Sunday, September 26, 2010

Pahk the Cah


There was a mild earthquake late last night centered just north of the state capital, Concord, registering a 3.1 on the Richter scale. Most people think of California or South America when you mention earthquakes, but the reality is that the northeast is also riddled with fault lines, which occasionally stretch and groan. There's a reason the country's largest earthquake research center is at the largest SUNY University in Buffalo, N.Y., not in San Diego. Now, often when you see Midwesterners describe what the tornado sounded like before it hit their trailer park, they reference the loudest noise they know, a train, and compare the tornado to that. This being New Hampshire, however, one woman in the local WMUR news interview compared the earthquake to "a herd of moose stampeding through her front yard." She went outside the next morning and fully expected to see a pathway of moose tracks across her lawn. The local news told her otherwise.
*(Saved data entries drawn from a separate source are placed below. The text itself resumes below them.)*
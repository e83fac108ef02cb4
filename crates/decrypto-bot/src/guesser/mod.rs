mod history;
mod logging;

pub use history::BeliefHistory;
pub use logging::GUESS_DETAILS_ENV;

use crate::policy::{ArgMaxPolicy, GuessPolicy, SharedHeuristic};
use decrypto_core::belief::{BatchMetrics, Belief, NO_COMPRESSION};
use decrypto_core::code::{Code, CodeSpace, CodeSpaceCache};
use decrypto_core::decode::{Decoder, rank_of_position};
use decrypto_core::error::DecodeError;
use decrypto_core::vocab::{Vocabulary, WordIndex};
use std::sync::Arc;
use thiserror::Error;

/// Candidates kept on every [`Guess`] for diagnostics.
pub const TOP_CANDIDATES: usize = 3;

#[derive(Debug, Error)]
pub enum GuesserError {
    #[error(transparent)]
    Decode(#[from] DecodeError),
    #[error("similarity heuristic requires embeddings for all {expected} vocabulary words")]
    MissingEmbeddings { expected: usize },
}

/// Tunables shared by every guesser.
#[derive(Debug, Clone, Copy, PartialEq)]
pub struct GuesserConfig {
    /// Cumulative belief mass kept before scoring; `1.0` keeps every entry.
    pub compression_threshold: f64,
    /// Number of `(slots, code length)` enumerations kept alive.
    pub code_cache_capacity: usize,
}

impl Default for GuesserConfig {
    fn default() -> Self {
        Self {
            compression_threshold: NO_COMPRESSION,
            code_cache_capacity: 4,
        }
    }
}

/// One announced guess plus the diagnostics behind it.
#[derive(Debug, Clone)]
pub struct Guess {
    /// Code chosen by the policy.
    pub code: Code,
    /// Highest-scoring code (equal to `code` under arg-max).
    pub best_code: Code,
    pub best_score: f64,
    pub margin: Option<f64>,
    /// Best codes in rank order, at most [`TOP_CANDIDATES`] of them.
    pub top: Vec<(Code, f64)>,
    /// Log-score of every code, aligned with `space`.
    pub scores: Vec<f64>,
    pub space: Arc<CodeSpace>,
    pub metrics: BatchMetrics,
}

impl Guess {
    /// Rank of `code` among all candidates (0 = best), if it is a valid code.
    pub fn rank_of(&self, code: &Code) -> Option<usize> {
        let position = self.space.position_of(code)?;
        Some(rank_of_position(&self.scores, position))
    }

    pub fn is_correct(&self, code: &Code) -> bool {
        &self.code == code
    }
}

/// Run metadata attached to guess events.
#[derive(Debug, Clone, PartialEq, Eq)]
pub struct GuessTelemetry {
    pub run_id: String,
    pub round: usize,
}

/// What a reveal changed in the guesser's beliefs.
#[derive(Debug, Clone, Default, PartialEq, Eq)]
pub struct RevealOutcome {
    /// Slots whose belief was replaced by a posterior.
    pub updated: Vec<usize>,
    /// Slots whose prior was kept because the evidence left no mass.
    pub contradicted: Vec<usize>,
}

/// Automated guesser for one side of the table.
///
/// Holds one belief per keyword slot. Beliefs are replaced, never edited, and each
/// replaced belief is kept in the per-slot history.
pub struct Guesser {
    name: String,
    vocabulary: Arc<Vocabulary>,
    heuristic: SharedHeuristic,
    beliefs: Vec<Belief>,
    history: BeliefHistory,
    decoder: Decoder,
    codes: CodeSpaceCache,
    policy: Box<dyn GuessPolicy>,
    telemetry: Option<GuessTelemetry>,
    guesses: usize,
}

impl Guesser {
    /// Guesser for a team that knows its own keywords.
    pub fn for_team<S: AsRef<str>>(
        name: impl Into<String>,
        vocabulary: Arc<Vocabulary>,
        keywords: &[S],
        heuristic: SharedHeuristic,
        config: GuesserConfig,
    ) -> Result<Self, GuesserError> {
        let indices = vocabulary.indices_of(keywords)?;
        let beliefs = indices
            .into_iter()
            .map(|index| Belief::certain(index, vocabulary.len()))
            .collect();
        Self::with_beliefs(name, vocabulary, beliefs, heuristic, config)
    }

    /// Guesser intercepting an opponent whose `slots` keywords are unknown.
    pub fn intercepting(
        name: impl Into<String>,
        vocabulary: Arc<Vocabulary>,
        slots: usize,
        heuristic: SharedHeuristic,
        config: GuesserConfig,
    ) -> Result<Self, GuesserError> {
        let beliefs = vec![Belief::uniform(vocabulary.len()); slots];
        Self::with_beliefs(name, vocabulary, beliefs, heuristic, config)
    }

    /// Guesser seeded with caller-built beliefs, one per slot.
    pub fn with_beliefs(
        name: impl Into<String>,
        vocabulary: Arc<Vocabulary>,
        beliefs: Vec<Belief>,
        heuristic: SharedHeuristic,
        config: GuesserConfig,
    ) -> Result<Self, GuesserError> {
        if heuristic.domain_size() != vocabulary.len() {
            return Err(DecodeError::DimensionMismatch {
                context: "heuristic domain vs vocabulary",
                expected: vocabulary.len(),
                found: heuristic.domain_size(),
            }
            .into());
        }
        // Rejects an out-of-range threshold at construction.
        decrypto_core::belief::compress_batch(&[], config.compression_threshold)?;

        Ok(Self {
            name: name.into(),
            history: BeliefHistory::new(beliefs.len()),
            vocabulary,
            heuristic,
            beliefs,
            decoder: Decoder::new(config.compression_threshold),
            codes: CodeSpaceCache::new(config.code_cache_capacity),
            policy: Box::new(ArgMaxPolicy),
            telemetry: None,
            guesses: 0,
        })
    }

    pub fn with_policy(mut self, policy: Box<dyn GuessPolicy>) -> Self {
        self.policy = policy;
        self
    }

    /// Tags subsequent guess events with run metadata.
    pub fn set_telemetry(&mut self, telemetry: Option<GuessTelemetry>) {
        self.telemetry = telemetry;
    }

    pub fn name(&self) -> &str {
        &self.name
    }

    pub fn vocabulary(&self) -> &Vocabulary {
        &self.vocabulary
    }

    pub fn beliefs(&self) -> &[Belief] {
        &self.beliefs
    }

    pub fn history(&self) -> &BeliefHistory {
        &self.history
    }

    pub fn guesses(&self) -> usize {
        self.guesses
    }

    /// Guesses the code behind a clue given as words.
    pub fn guess<S: AsRef<str>>(&mut self, clue: &[S]) -> Result<Guess, GuesserError> {
        let indices = self.vocabulary.indices_of(clue)?;
        self.guess_indices(&indices)
    }

    /// Guesses the code behind a clue given as vocabulary indices.
    pub fn guess_indices(&mut self, clue: &[WordIndex]) -> Result<Guess, GuesserError> {
        let space = self.codes.get_or_build(self.beliefs.len(), clue.len())?;
        let decoded = self
            .decoder
            .decode(&self.beliefs, clue, &self.heuristic, &space)?;
        let code = self.policy.choose(&decoded);
        let margin = decoded.margin();
        let best_score = decoded.best_score();
        let top = decoded.top(TOP_CANDIDATES);
        let (best_code, scores) = decoded.into_parts();

        self.guesses += 1;
        let guess = Guess {
            code,
            best_code,
            best_score,
            margin,
            top,
            scores,
            space,
            metrics: BatchMetrics::from_beliefs(&self.beliefs),
        };
        logging::log_guess_decision(self, clue, &guess, self.policy.label());
        Ok(guess)
    }

    /// Folds a revealed `(clue, code)` pair into the beliefs of the revealed slots.
    pub fn observe_reveal<S: AsRef<str>>(
        &mut self,
        clue: &[S],
        code: &Code,
    ) -> Result<RevealOutcome, GuesserError> {
        let indices = self.vocabulary.indices_of(clue)?;
        self.observe_reveal_indices(&indices, code)
    }

    pub fn observe_reveal_indices(
        &mut self,
        clue: &[WordIndex],
        code: &Code,
    ) -> Result<RevealOutcome, GuesserError> {
        if code.len() != clue.len() {
            return Err(DecodeError::DimensionMismatch {
                context: "revealed code length vs clue",
                expected: clue.len(),
                found: code.len(),
            }
            .into());
        }
        if let Some(&slot) = code.slots().iter().find(|slot| **slot >= self.beliefs.len()) {
            return Err(DecodeError::DimensionMismatch {
                context: "revealed slot bound",
                expected: self.beliefs.len(),
                found: slot + 1,
            }
            .into());
        }

        let mut outcome = RevealOutcome::default();
        for (&slot, &word) in code.slots().iter().zip(clue) {
            match self.beliefs[slot].observe(word, &self.heuristic) {
                Ok(posterior) => {
                    let prior = std::mem::replace(&mut self.beliefs[slot], posterior);
                    self.history.record(slot, prior);
                    outcome.updated.push(slot);
                }
                Err(DecodeError::NoProbabilityMass { .. }) => {
                    logging::log_contradiction(self, slot, word);
                    outcome.contradicted.push(slot);
                }
                Err(err) => return Err(err.into()),
            }
        }
        Ok(outcome)
    }
}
When Americans visit New England, they fully expect to be treated to the 'New England accent,' in which a loud but flat-mouthed local says something like, "I didn't know wheh to pahk the cah." In truth, this is really a Bostonian accent. Other parts of New England have their own peculiar accents, like New Hampshire and Maine, which are fairly distinctive. (Mainers all talk like Milton Berle.) Worse, though, in part because of a large influx of dirty, rotten stinkin' foreigners (like me) and modern mass communications (TV, radio, internet, etc.), the truth is that few native New Englanders, including New Hampshirites, have any accent at all, instead speaking the common, bland middle-American English you hear on the nightly news. Still, while a dying breed, you still hear flickers of the New Hampshire accent in everyday life, especially as you get further from the coast and southern New Hampshire. One local celebrity, one Fritz Wetherbee, has taken up the crusade to save the New Hampshirite accent and has put out a CD of lessons, though this was done tongue-in-cheek. Some Bostonisms have permeated the whole region, however, such as "wicked" (e.g., "That was wicked good!") or "spitting" (e.g., "It's spitting rain out."), evolving into general New England expressions. Unfortunately, however, MacDonalds and Star Bucks will likely win, and we'll all end up sounding like Katie Couric. Until then, however, I'll be outside in the cah.